However, FDA plays a critical role in ensuring the quality and reliability of COVID-19 testing. The value of FDA review was made clear early in the pandemic when the agency briefly allowed COVID-19 antibody tests to come to market without undergoing the EUA process. Antibody tests are used to screen for past infection and can be an important tool in tracking outbreaks and developing mitigation strategies. However, many of these tests proved unreliable in practice, leading the agency to reverse its policy within weeks.50 FDA also conducted a review of the EUA submissions it received from labs that had developed diagnostic tests aimed at identifying active COVID-19 cases. Of the 125 EUA requests it reviewed, 82 had design or validation issues that required correction, and some were denied authorization altogether. In many cases, the agency was able to work with the labs to resolve problems so that tests could eventually be used.51

Considerations for reform

As these examples illustrate, FDA review serves as a critical check on tests entering the market. It also ensures that the agency has a clear picture of the tests on the market and can receive information on how those tests are performing in the real world, including the incidence of false positives or false negatives, as well as documentation of patient harm. This in turn allows it to update the public when it becomes aware of a problem and pull a test from the market when necessary.

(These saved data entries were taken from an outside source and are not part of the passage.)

//! Access log format module
//!
//! Formats one request per line in Common Log Format (CLF):
//! `$remote_addr - - [$time_local] "$request" $status $body_bytes_sent`

use chrono::Local;
use std::fmt;

/// Access log entry containing request/response information
#[derive(Debug, Clone)]
pub struct AccessLogEntry {
    /// Client IP address
    pub remote_addr: String,
    /// Request timestamp
    pub time: chrono::DateTime<Local>,
    /// HTTP method (GET, HEAD, ...)
    pub method: String,
    /// Request target as sent by the client (path and query)
    pub target: String,
    /// HTTP version (1.0, 1.1)
    pub http_version: String,
    /// Response status code
    pub status: u16,
    /// Response body size in bytes, `None` when no body was sent
    pub body_bytes: Option<u64>,
}

impl AccessLogEntry {
    /// Create a new access log entry with current timestamp
    pub fn new(remote_addr: String, method: String, target: String) -> Self {
        Self {
            remote_addr,
            time: Local::now(),
            method,
            target,
            http_version: "1.1".to_string(),
            status: 200,
            body_bytes: None,
        }
    }
}

impl fmt::Display for AccessLogEntry {
    fn fmt(&self, f: &mut fmt::Formatter<'_>) -> fmt::Result {
        write!(
            f,
            "{} - - [{}] \"{} {} HTTP/{}\" {} ",
            self.remote_addr,
            self.time.format("%d/%b/%Y:%H:%M:%S %z"),
            self.method,
            self.target,
            self.http_version,
            self.status,
        )?;
        match self.body_bytes {
            Some(bytes) => write!(f, "{bytes}"),
            None => f.write_str("-"),
        }
    }
}
// Connection handling module
// Serves one accepted TCP connection with hyper's HTTP/1.1 driver

use hyper::body::Incoming;
use hyper::server::conn::http1;
use hyper::service::service_fn;
use hyper::Request;
use hyper_util::rt::TokioIo;
use std::convert::Infallible;
use std::net::SocketAddr;
use std::sync::Arc;
use tokio::net::TcpStream;
use tokio_util::sync::CancellationToken;

use crate::config::AppState;
use crate::handler;
use crate::http::IsolationService;
use crate::logger;

/// Handle a single connection in a spawned task.
///
/// The request handler is wrapped in [`IsolationService`] so every
/// response leaving this connection carries the isolation headers. When
/// `shutdown` fires, the connection finishes its in-flight request and
/// closes instead of waiting for the next one.
pub fn handle_connection(
    stream: TcpStream,
    peer_addr: SocketAddr,
    state: Arc<AppState>,
    shutdown: CancellationToken,
) {
    tokio::spawn(async move {
        let io = TokioIo::new(stream);

        let service = IsolationService::new(service_fn(move |req: Request<Incoming>| {
            let state = Arc::clone(&state);
            async move {
                let response = handler::handle_request(req, &state, peer_addr).await;
                Ok::<_, Infallible>(response)
            }
        }));

        let mut builder = http1::Builder::new();
        builder.keep_alive(true).title_case_headers(true);

        let conn = builder.serve_connection(io, service);
        tokio::pin!(conn);

        tokio::select! {
            result = conn.as_mut() => {
                if let Err(err) = result {
                    logger::log_connection_error(&err);
                }
            }
            () = shutdown.cancelled() => {
                conn.as_mut().graceful_shutdown();
                if let Err(err) = conn.await {
                    logger::log_connection_error(&err);
                }
            }
        }
    });
}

Implications for regulatory reform

The current diagnostic testing regulatory system—in which tests are regulated according to where they are developed and used, rather than the risk they pose if they are inaccurate—creates double standards and potential loopholes that undermine public health objectives. Although labs that make LDTs are subject to CMS regulation, they are not required to demonstrate clinical validity or report cases of patient harm from their products— requirements that FDA applies to manufacturers that develop and sell IVDs for use in multiple facilities. They are also not held to the same quality standards that device manufacturers must meet.

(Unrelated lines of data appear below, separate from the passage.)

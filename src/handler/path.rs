//! URL path to filesystem path translation.

use std::borrow::Cow;
use std::path::{Path, PathBuf};

/// Decode percent-escapes in a URL path. Invalid UTF-8 is replaced.
pub fn decode_url_path(url_path: &str) -> Cow<'_, str> {
    match urlencoding::decode_binary(url_path.as_bytes()) {
        Cow::Borrowed(_) => Cow::Borrowed(url_path),
        Cow::Owned(bytes) => Cow::Owned(String::from_utf8_lossy(&bytes).into_owned()),
    }
}

/// Translate the path component of a request target into a path under `root`.
///
/// `..` is resolved lexically and can never climb above `root`; empty and
/// `.` segments are dropped. On Windows any segment carrying a backslash is
/// dropped too.
pub fn translate_path(root: &Path, url_path: &str) -> PathBuf {
    let decoded = decode_url_path(url_path);

    let mut segments: Vec<&str> = Vec::new();
    for segment in decoded.split('/') {
        match segment {
            "" | "." => {}
            ".." => {
                segments.pop();
            }
            // Only Windows treats `\` as a separator
            s if cfg!(windows) && s.contains('\\') => {}
            s => segments.push(s),
        }
    }

    let mut path = root.to_path_buf();
    path.extend(segments);
    path
}
// Signal handling module
//
// Supported signals:
// - SIGINT:  Shutdown (Ctrl+C)
// - SIGTERM: Shutdown (Unix only)

use tokio_util::sync::CancellationToken;

use crate::logger;

/// Wait for the first shutdown signal and return its name
#[cfg(unix)]
pub async fn wait_for_shutdown_signal() -> &'static str {
    use tokio::signal::unix::{signal, SignalKind};

    let mut sigterm = match signal(SignalKind::terminate()) {
        Ok(sigterm) => sigterm,
        Err(e) => {
            logger::log_warning(&format!("Failed to register SIGTERM handler: {e}"));
            return wait_for_ctrl_c().await;
        }
    };

    tokio::select! {
        name = wait_for_ctrl_c() => name,
        _ = sigterm.recv() => "SIGTERM",
    }
}

/// Windows fallback - only handles Ctrl+C
#[cfg(not(unix))]
pub async fn wait_for_shutdown_signal() -> &'static str {
    wait_for_ctrl_c().await
}

async fn wait_for_ctrl_c() -> &'static str {
    if let Err(e) = tokio::signal::ctrl_c().await {
        logger::log_error(&format!("Failed to listen for Ctrl+C: {e}"));
        // Without a working handler the process can only be killed
        std::future::pending::<()>().await;
    }
    "SIGINT"
}

/// Cancel `shutdown` when a shutdown signal arrives.
///
/// Spawns a background task; must be called from within a Tokio runtime.
pub fn start_signal_handler(shutdown: CancellationToken) {
    tokio::spawn(async move {
        let name = wait_for_shutdown_signal().await;
        logger::log_shutdown_requested(name);
        shutdown.cancel();
    });
}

As the diagnostics market has evolved and the role of LDTs has changed, diagnostics manufacturers, public health groups, patient advocates, and FDA have raised concerns about the public health effects of excluding thousands of tests—many of which have significant implications for patient care—from FDA review.

Over the past decade, there has been significant, sustained debate on how best to harmonize the regulatory pathway for IVDs and LDTs. Achieving consensus will require substantial public dialogue, with input from these key stakeholders as well as the health care researchers and professionals who rely on their output. As legislators evaluate the best path forward, the following guidelines may help guide their thinking:

  • To effectively regulate these products, FDA must have a clear picture of what tests are in use and be able to collect sufficient information on how they are performing. At a minimum, this should include a requirement that all tests be registered with the agency; developers report adverse events related to their diagnostics; and the agency be empowered to request information regarding the validity and performance of those products when it has concerns.
  • Given the large yet unknown number of LDTs currently on the market, any reform will need to include a mechanism for bringing these tests into compliance with FDA regulations in a way that minimizes disruptions to patient care. Two options that policymakers could consider are phasing in FDA reviews of LDTs or exempting LDTs from premarket review while ensuring that the agency has sufficient postmarket authority to require data on their performance and take enforcement action when necessary to protect patients.52 (See Appendix E.)
  • IVDs are regularly modified or adapted to address patient need and to respond to advances in scientific understanding. Any new regulatory approach for diagnostics must be flexible enough to allow test developers to modify tests or develop new ones in order to meet patient need without undue delay. However, adequate guardrails must be in place to ensure that these tests are valid, reliable, and of high quality. Again, as with any medical product, regulatory oversight should be proportional to the associated risks.
  • The lack of a shared definition of what constitutes an LDT—even among laboratory experts—highlights the broader lack of familiarity of many labs with FDA regulations. Bringing LDT developers under FDA regulation will require a transition period that allows labs adequate time to come into compliance. It will also require extensive outreach and education after reform is passed to ensure a common understanding of FDA regulations and what compliance will entail.
  • FDA, in turn, will need adequate time and additional funding to develop new guidance documents and regulations and to implement them by conducting more reviews and inspections of labs.

Conclusion

Clinical diagnostics play an essential role in the U.S. health care system. Our research demonstrates that roughly 3.3 billion diagnostic tests are performed in the country each year. Although most of these tests are run on FDAapproved IVD kits, an unknown but probably sizable number follow a different path to market as LDTs. Although both categories of tests are used for similar clinical purposes, CLIA oversight of LDTs provides only an indirect review of test validity. Although the LDT regulatory process offers labs significant flexibility and enables a more rapid response to public health needs when no FDA-cleared or -approved test exists, the relative lack of oversight for LDTs puts the health of patients at risk.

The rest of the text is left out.